The family of a two-year-old boy who was struck and killed by a speedboat while on a beach at Paradise Island have called the British police to travel to the Bahamas to launch a thorough investigation into the tragedy.
The Gallagher family from Kent, England say their lives were torn apart following the horrific boating accident on Cabbage Beach outside the Atlantis resort more than two years ago and are demanding answers from the Bahamas government. They say they have been met with a "wall of silence" since the tragedy.
Another American man, who was attacked by a cutlass wielding maniac on the streets of the Bahamas, in broad daylight, with hundreds of Bahamians passing by, tried for three years to bring his attacker before the courts. When the trial finally occurred the prosecutors did not show up and the police lost the evidence, so the judge dismissed the case.
In another incident, a British school teacher was murdered and her family fought for over a decade to bring the murderer, who was well known on the Family Island, before the courts. After pressure from the British government an arrest was made and the case was brought to trial. Again, however, the case was thrown out because the prosecution, some believe intentionally, "failed to make a good enough case" against the accused.
Earlier this year, a team of detectives flew into Rum Cay to probe an arson attack that destroyed a $300,000 plane at the island's new airport. The plane belonged to American Rob Little, whose family has lived on Rum Cay for many years.

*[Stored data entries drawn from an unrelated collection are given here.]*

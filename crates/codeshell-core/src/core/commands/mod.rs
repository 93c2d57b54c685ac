//! Command parsing and execution.
//!
//! This module provides:
//! - `Command` enum for parsed terminal commands
//! - `CommandResult` and `ExecOutcome` for execution results
//! - `execute` for running a full command line against a session
//!
//! # Architecture
//!
//! A line is parsed into a [`ParsedCommand`](crate::core::parser::ParsedCommand)
//! chain. Each stage is turned into a [`Command`] and executed in order; the
//! text output of one stage is the piped input of the next, and a stage with
//! a redirect writes its output to a file instead of passing it on.

mod execute;
mod filters;
mod result;

pub use execute::execute;
pub use result::{CommandResult, ExecOutcome};

use std::fmt;

use crate::config::pipe_filters;
use crate::core::error::{ShellError, ShellResult};

// =============================================================================
// Path Argument Type
// =============================================================================

/// A path argument passed to a command (e.g., `cd src`, `cat App.jsx`).
///
/// Stored as written; resolution against the working directory happens
/// during execution.
#[derive(Clone, Debug, PartialEq, Eq)]
pub struct PathArg(String);

impl PathArg {
    /// Create a new path argument from a string.
    pub fn new(path: impl Into<String>) -> Self {
        Self(path.into())
    }

    /// Get the path as a string slice.
    pub fn as_str(&self) -> &str {
        &self.0
    }
}

impl fmt::Display for PathArg {
    fn fmt(&self, f: &mut fmt::Formatter<'_>) -> fmt::Result {
        write!(f, "{}", self.0)
    }
}

impl From<&str> for PathArg {
    fn from(s: &str) -> Self {
        Self(s.to_string())
    }
}

impl PartialEq<&str> for PathArg {
    fn eq(&self, other: &&str) -> bool {
        self.0 == *other
    }
}

// =============================================================================
// Command Enum
// =============================================================================

/// Parsed terminal command
#[derive(Clone, Debug, PartialEq, Eq)]
pub enum Command {
    Help,
    Clear,
    Ls(Option<PathArg>),
    Pwd,
    Echo(String),
    Date,
    Mkdir {
        paths: Vec<PathArg>,
        /// `-p`: create missing parents, accept existing folders
        parents: bool,
    },
    Touch(Vec<PathArg>),
    /// `None` changes to `$HOME`
    Cd(Option<PathArg>),
    Rm {
        paths: Vec<PathArg>,
        recursive: bool,
    },
    Mv {
        sources: Vec<PathArg>,
        destination: PathArg,
    },
    Cp {
        sources: Vec<PathArg>,
        destination: PathArg,
    },
    /// `None` reads piped input
    Cat(Option<PathArg>),
    Grep {
        pattern: String,
        file: Option<PathArg>,
        ignore_case: bool,
    },
    Head {
        lines: usize,
        file: Option<PathArg>,
    },
    Tail {
        lines: usize,
        file: Option<PathArg>,
    },
    Wc(Option<PathArg>),
    Export(Vec<String>),
    Unset(Vec<String>),
    Env,
    History,
    NpmStart,
    GitStatus,
}

impl Command {
    /// Get all available command names for autocomplete.
    pub fn names() -> &'static [&'static str] {
        &[
            "cat", "cd", "clear", "cp", "date", "echo", "env", "export", "git", "grep", "head",
            "help", "history", "ls", "mkdir", "mv", "npm", "pwd", "rm", "tail", "touch", "unset",
            "wc",
        ]
    }

    /// Parse command from name and arguments. Names are case-insensitive.
    pub fn parse(name: &str, args: &[String]) -> ShellResult<Self> {
        let name = name.to_lowercase();
        if let Some((command, flags)) = accepted_flags(&name) {
            reject_unknown_flags(args, command, flags)?;
        }
        let command = match name.as_str() {
            "help" | "?" => Self::Help,
            "clear" | "cls" => Self::Clear,
            "ls" => Self::Ls(operands(args).next().map(PathArg::from)),
            "pwd" => Self::Pwd,
            "echo" => Self::Echo(args.join(" ")),
            "date" => Self::Date,
            "mkdir" => {
                let paths = required(args, "mkdir", "directory")?;
                Self::Mkdir {
                    paths,
                    parents: has_flag(args, MKDIR_FLAGS),
                }
            }
            "touch" => Self::Touch(required(args, "touch", "file")?),
            "cd" => Self::Cd(args.first().map(|a| PathArg::from(a.as_str()))),
            "rm" => Self::Rm {
                paths: required(args, "rm", "path")?,
                recursive: has_flag(args, RM_FLAGS),
            },
            "mv" => {
                let (sources, destination) = source_and_destination(args, "mv")?;
                Self::Mv {
                    sources,
                    destination,
                }
            }
            "cp" => {
                let (sources, destination) = source_and_destination(args, "cp")?;
                Self::Cp {
                    sources,
                    destination,
                }
            }
            "cat" => Self::Cat(operands(args).next().map(PathArg::from)),
            "grep" => {
                let mut rest = operands(args);
                let pattern = rest.next().ok_or(ShellError::MissingArgument {
                    command: "grep",
                    operand: "pattern",
                })?;
                Self::Grep {
                    pattern: pattern.to_string(),
                    file: rest.next().map(PathArg::from),
                    ignore_case: has_flag(args, GREP_FLAGS),
                }
            }
            "head" => {
                let (lines, file) = count_and_file(args, "head", pipe_filters::DEFAULT_HEAD_LINES)?;
                Self::Head { lines, file }
            }
            "tail" => {
                let (lines, file) = count_and_file(args, "tail", pipe_filters::DEFAULT_TAIL_LINES)?;
                Self::Tail { lines, file }
            }
            "wc" => Self::Wc(operands(args).next().map(PathArg::from)),
            "export" => Self::Export(args.to_vec()),
            "unset" => {
                if args.is_empty() {
                    return Err(ShellError::MissingArgument {
                        command: "unset",
                        operand: "variable name",
                    });
                }
                Self::Unset(args.to_vec())
            }
            "env" => Self::Env,
            "history" => Self::History,
            "npm" => match args.first().map(|a| a.to_lowercase()) {
                None => {
                    return Err(ShellError::MissingArgument {
                        command: "npm",
                        operand: "script",
                    });
                }
                Some(script) if script == "start" => Self::NpmStart,
                Some(_) => {
                    return Err(ShellError::UnknownCommand(format!("npm {}", args.join(" "))));
                }
            },
            "git" => match args.first().map(|a| a.to_lowercase()) {
                Some(sub) if sub == "status" => Self::GitStatus,
                _ => {
                    let line = std::iter::once("git")
                        .chain(args.iter().map(String::as_str))
                        .collect::<Vec<_>>()
                        .join(" ");
                    return Err(ShellError::UnknownCommand(line));
                }
            },
            _ => return Err(ShellError::UnknownCommand(name.clone())),
        };
        Ok(command)
    }
}

// =============================================================================
// Argument Helpers
// =============================================================================

const MKDIR_FLAGS: &[&str] = &["-p", "--parents"];
const RM_FLAGS: &[&str] = &["-r", "-R", "-rf", "-fr", "-Rf", "--recursive"];
const GREP_FLAGS: &[&str] = &["-i", "--ignore-case"];

/// Flags understood by commands taking path operands. Commands not listed
/// here pass their arguments through unchecked.
fn accepted_flags(name: &str) -> Option<(&'static str, &'static [&'static str])> {
    let entry: (&'static str, &'static [&'static str]) = match name {
        "ls" => ("ls", &[]),
        "mkdir" => ("mkdir", MKDIR_FLAGS),
        "touch" => ("touch", &[]),
        "rm" => ("rm", RM_FLAGS),
        "mv" => ("mv", &[]),
        "cp" => ("cp", &[]),
        "cat" => ("cat", &[]),
        "grep" => ("grep", GREP_FLAGS),
        "wc" => ("wc", &[]),
        _ => return None,
    };
    Some(entry)
}

fn reject_unknown_flags(
    args: &[String],
    command: &'static str,
    flags: &[&str],
) -> ShellResult<()> {
    match args.iter().find(|a| is_flag(a) && !flags.contains(&a.as_str())) {
        Some(option) => Err(ShellError::InvalidOption {
            command,
            option: option.clone(),
        }),
        None => Ok(()),
    }
}

fn is_flag(arg: &str) -> bool {
    arg.starts_with('-') && arg != "-"
}

/// Arguments that are not flags.
fn operands(args: &[String]) -> impl Iterator<Item = &str> {
    args.iter()
        .map(String::as_str)
        .filter(|a| !is_flag(a))
}

fn has_flag(args: &[String], flags: &[&str]) -> bool {
    args.iter().any(|a| flags.contains(&a.as_str()))
}

fn required(
    args: &[String],
    command: &'static str,
    operand: &'static str,
) -> ShellResult<Vec<PathArg>> {
    let paths: Vec<PathArg> = operands(args).map(PathArg::from).collect();
    if paths.is_empty() {
        return Err(ShellError::MissingArgument { command, operand });
    }
    Ok(paths)
}

fn source_and_destination(
    args: &[String],
    command: &'static str,
) -> ShellResult<(Vec<PathArg>, PathArg)> {
    let mut paths: Vec<PathArg> = operands(args).map(PathArg::from).collect();
    let missing = match paths.len() {
        0 => "source",
        1 => "destination",
        _ => {
            let destination = paths.remove(paths.len() - 1);
            return Ok((paths, destination));
        }
    };
    Err(ShellError::MissingArgument {
        command,
        operand: missing,
    })
}

/// Parse `[-n N | -nN | -N] [file]`.
fn count_and_file(
    args: &[String],
    command: &'static str,
    default: usize,
) -> ShellResult<(usize, Option<PathArg>)> {
    let missing = || ShellError::MissingArgument {
        command,
        operand: "line count",
    };
    let mut count = default;
    let mut file = None;
    let mut iter = args.iter();
    while let Some(arg) = iter.next() {
        if arg == "-n" {
            let value = iter.next().ok_or_else(missing)?;
            count = value.parse().map_err(|_| missing())?;
        } else if let Some(value) = arg.strip_prefix("-n") {
            count = value.parse().map_err(|_| missing())?;
        } else if let Some(value) = arg.strip_prefix('-') {
            count = value.parse().map_err(|_| ShellError::InvalidOption {
                command,
                option: arg.clone(),
            })?;
        } else if file.is_none() {
            file = Some(PathArg::from(arg.as_str()));
        }
    }
    Ok((count, file))
}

The investigation has yet to result in any arrests, despite many people on the island knowing exactly who committed the crime.
In August, 2003 an American family was terrorized in a hotel room on Cable Beach. The man was tied up and his wife and daughter were raped. A police report was filed and the family left the country. Nearly two months later the man had to write the Bahamas Minister of Tourism demanding to know what, if anything, was being done about the matter. He did not even receive a reply. Now, over a year has passed and there ahsn't even been an arrest.
For a country dependent on foreigners visiting their islands for tourism, the Bahamas appears to have a problem ensuring that crimes against foreigners are properly dealt with. Perhaps this is why stay-over visitors to the Caribbean islands are increasingly choosing other countries for their vacations.